Hunter Renfrow is in a pretty unique category: a fringe fantasy starter (currently the WR30) overlooked in most drafts (preseason WR84 ADP) with the potential to be a must-start asset going forward.  
His 75.0% catch rate is the highest among all top-30 fantasy wideouts. Aside from Darren Waller, this team doesn’t have any other truly reliable receivers. 
And his upcoming schedule includes games against incredibly soft defenses: Cincinnati, Washington, and Kansas City (twice). Renfrow is a WR2+ disguised as a WR3.  

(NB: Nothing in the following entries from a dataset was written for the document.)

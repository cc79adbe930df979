//! Appointment endpoints.
//!
//! - `GET /api/appointments`: list with optional `date` / `patientId`
//!   filters
//! - `POST /api/appointments`: create (validated)
//! - `PUT /api/appointments/:id`: update (validated the same way)
//! - `DELETE /api/appointments/:id`: delete

use axum::extract::{Path, Query, State};
use axum::http::StatusCode;
use axum::Json;
use serde::{Deserialize, Serialize};

use crate::api::error::ApiError;
use crate::api::ApiContext;
use crate::db::{repository, validate};
use crate::models::{Appointment, AppointmentFilter, AppointmentPayload};
use crate::schedule;

#[derive(Debug, Default, Deserialize)]
#[serde(rename_all = "camelCase", default)]
pub struct ListParams {
    pub date: Option<String>,
    pub patient_id: Option<String>,
}

#[derive(Serialize)]
pub struct DeletedResponse {
    pub message: String,
}

pub(super) fn parse_date_filter(raw: Option<&str>) -> Result<Option<chrono::NaiveDate>, ApiError> {
    match raw {
        None => Ok(None),
        Some(s) => schedule::calendar_date(s)
            .map(Some)
            .ok_or_else(|| ApiError::Validation(format!("Invalid date filter: {s}"))),
    }
}

pub(super) fn parse_patient_filter(raw: Option<&str>) -> Result<Option<i64>, ApiError> {
    match raw {
        None => Ok(None),
        Some(s) => s
            .parse()
            .map(Some)
            .map_err(|_| ApiError::Validation(format!("Invalid patientId filter: {s}"))),
    }
}

/// `GET /api/appointments`: list, most recent first.
pub async fn list(
    State(ctx): State<ApiContext>,
    Query(params): Query<ListParams>,
) -> Result<Json<Vec<Appointment>>, ApiError> {
    let filter = AppointmentFilter {
        date: parse_date_filter(params.date.as_deref())?,
        patient_id: parse_patient_filter(params.patient_id.as_deref())?,
    };
    let client = ctx.db.client().await?;
    let appointments = repository::list_appointments(&client, &filter).await?;
    Ok(Json(appointments))
}

/// `POST /api/appointments`: validate, create, echo the joined row.
pub async fn create(
    State(ctx): State<ApiContext>,
    Json(payload): Json<AppointmentPayload>,
) -> Result<(StatusCode, Json<Appointment>), ApiError> {
    let record = validate::appointment_fields(&payload)?;
    let client = ctx.db.client().await?;
    validate::ensure_patient_exists(&client, record.patient_id).await?;
    let appointment = repository::insert_appointment(&client, &record).await?;
    Ok((StatusCode::CREATED, Json(appointment)))
}

/// `PUT /api/appointments/:id`: update under the same validation as
/// creation.
pub async fn update(
    State(ctx): State<ApiContext>,
    Path(id): Path<i64>,
    Json(payload): Json<AppointmentPayload>,
) -> Result<Json<Appointment>, ApiError> {
    let record = validate::appointment_fields(&payload)?;
    let client = ctx.db.client().await?;
    validate::ensure_patient_exists(&client, record.patient_id).await?;
    let appointment = repository::update_appointment(&client, id, &record)
        .await?
        .ok_or_else(|| ApiError::NotFound("Appointment not found".into()))?;
    Ok(Json(appointment))
}

/// `DELETE /api/appointments/:id`: delete.
pub async fn remove(
    State(ctx): State<ApiContext>,
    Path(id): Path<i64>,
) -> Result<Json<DeletedResponse>, ApiError> {
    let client = ctx.db.client().await?;
    if !repository::delete_appointment(&client, id).await? {
        return Err(ApiError::NotFound("Appointment not found".into()));
    }
    Ok(Json(DeletedResponse {
        message: "Appointment deleted successfully".into(),
    }))
}
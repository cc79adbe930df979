use tokio_postgres::{Client, Row};

use crate::db::query::{self, TREATMENT_COLUMNS};
use crate::db::StoreError;
use crate::models::{NewTreatment, Treatment, TreatmentFilter};

fn treatment_from_row(row: &Row) -> Result<Treatment, StoreError> {
    let treatment_type = row
        .try_get::<_, Option<String>>("treatment_type")?
        .map(|s| s.parse())
        .transpose()?;
    Ok(Treatment {
        id: row.try_get("id")?,
        patient_id: row.try_get("patient_id")?,
        appointment_id: row.try_get("appointment_id")?,
        treatment_date: row.try_get("treatment_date")?,
        tooth_number: row.try_get("tooth_number")?,
        treatment_type,
        description: row.try_get("description")?,
        diagnosis: row.try_get("diagnosis")?,
        procedure_details: row.try_get("procedure_details")?,
        notes: row.try_get("notes")?,
        next_visit_date: row.try_get("next_visit_date")?,
        created_at: row.try_get("created_at")?,
        first_name: row.try_get("first_name")?,
        last_name: row.try_get("last_name")?,
    })
}

pub async fn list_treatments(
    client: &Client,
    filter: &TreatmentFilter,
) -> Result<Vec<Treatment>, StoreError> {
    let query = query::treatment_list(filter);
    let rows = client.query(&query.sql, &query.params()).await?;
    rows.iter().map(treatment_from_row).collect()
}

pub async fn get_treatment(client: &Client, id: i64) -> Result<Option<Treatment>, StoreError> {
    let row = client
        .query_opt(
            &format!(
                "SELECT {TREATMENT_COLUMNS} FROM treatments t \
                 LEFT JOIN patients p ON t.patient_id = p.id WHERE t.id = $1"
            ),
            &[&id],
        )
        .await?;
    row.as_ref().map(treatment_from_row).transpose()
}

pub async fn insert_treatment(
    client: &Client,
    t: &NewTreatment,
) -> Result<Treatment, StoreError> {
    let row = client
        .query_one(
            "INSERT INTO treatments (patient_id, appointment_id, treatment_date, \
             tooth_number, treatment_type, description, diagnosis, procedure_details, \
             notes, next_visit_date) \
             VALUES ($1, $2, $3, $4, $5, $6, $7, $8, $9, $10) RETURNING id",
            &[
                &t.patient_id,
                &t.appointment_id,
                &t.treatment_date,
                &t.tooth_number,
                &t.treatment_type.as_ref().map(|v| v.as_str()),
                &t.description,
                &t.diagnosis,
                &t.procedure_details,
                &t.notes,
                &t.next_visit_date,
            ],
        )
        .await?;
    let id: i64 = row.try_get("id")?;
    read_back(client, id).await
}

pub async fn update_treatment(
    client: &Client,
    id: i64,
    t: &NewTreatment,
) -> Result<Option<Treatment>, StoreError> {
    let updated = client
        .execute(
            "UPDATE treatments SET patient_id = $1, appointment_id = $2, \
             treatment_date = $3, tooth_number = $4, treatment_type = $5, \
             description = $6, diagnosis = $7, procedure_details = $8, notes = $9, \
             next_visit_date = $10 WHERE id = $11",
            &[
                &t.patient_id,
                &t.appointment_id,
                &t.treatment_date,
                &t.tooth_number,
                &t.treatment_type.as_ref().map(|v| v.as_str()),
                &t.description,
                &t.diagnosis,
                &t.procedure_details,
                &t.notes,
                &t.next_visit_date,
                &id,
            ],
        )
        .await?;
    if updated == 0 {
        return Ok(None);
    }
    get_treatment(client, id).await
}

pub async fn delete_treatment(client: &Client, id: i64) -> Result<bool, StoreError> {
    let deleted = client
        .execute("DELETE FROM treatments WHERE id = $1", &[&id])
        .await?;
    Ok(deleted > 0)
}

async fn read_back(client: &Client, id: i64) -> Result<Treatment, StoreError> {
    let row = client
        .query_one(
            &format!(
                "SELECT {TREATMENT_COLUMNS} FROM treatments t \
                 LEFT JOIN patients p ON t.patient_id = p.id WHERE t.id = $1"
            ),
            &[&id],
        )
        .await?;
    treatment_from_row(&row)
}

George Kittle, TE, San Francisco 49ers
Is Kittle still a set-him-and-forget-him TE1? You’d think so after last weekend’s triumphant return to the field after missing four games with a calf injury. Against Arizona in Week 9, he compiled a vintage-Kittle receiving line: 6 catches for 101 yards and a TD. Lost a fumble? No problem. 
Kittle is back. Or is he? WR1 Deebo Samuel took a backseat. A negative game script hindered the normally impressive running game, as the Niners’ backs attempted only nine carries.  
And before getting hurt, we have to consider that Kittle managed only 19 catches for 227 scoreless yards in four games. He was playing like a low-end TE1. His past dominance was due, in part, to playing alongside sub-par receivers.  
Today against the Rams, I’m watching to see if this offense can keep feeding Kittle.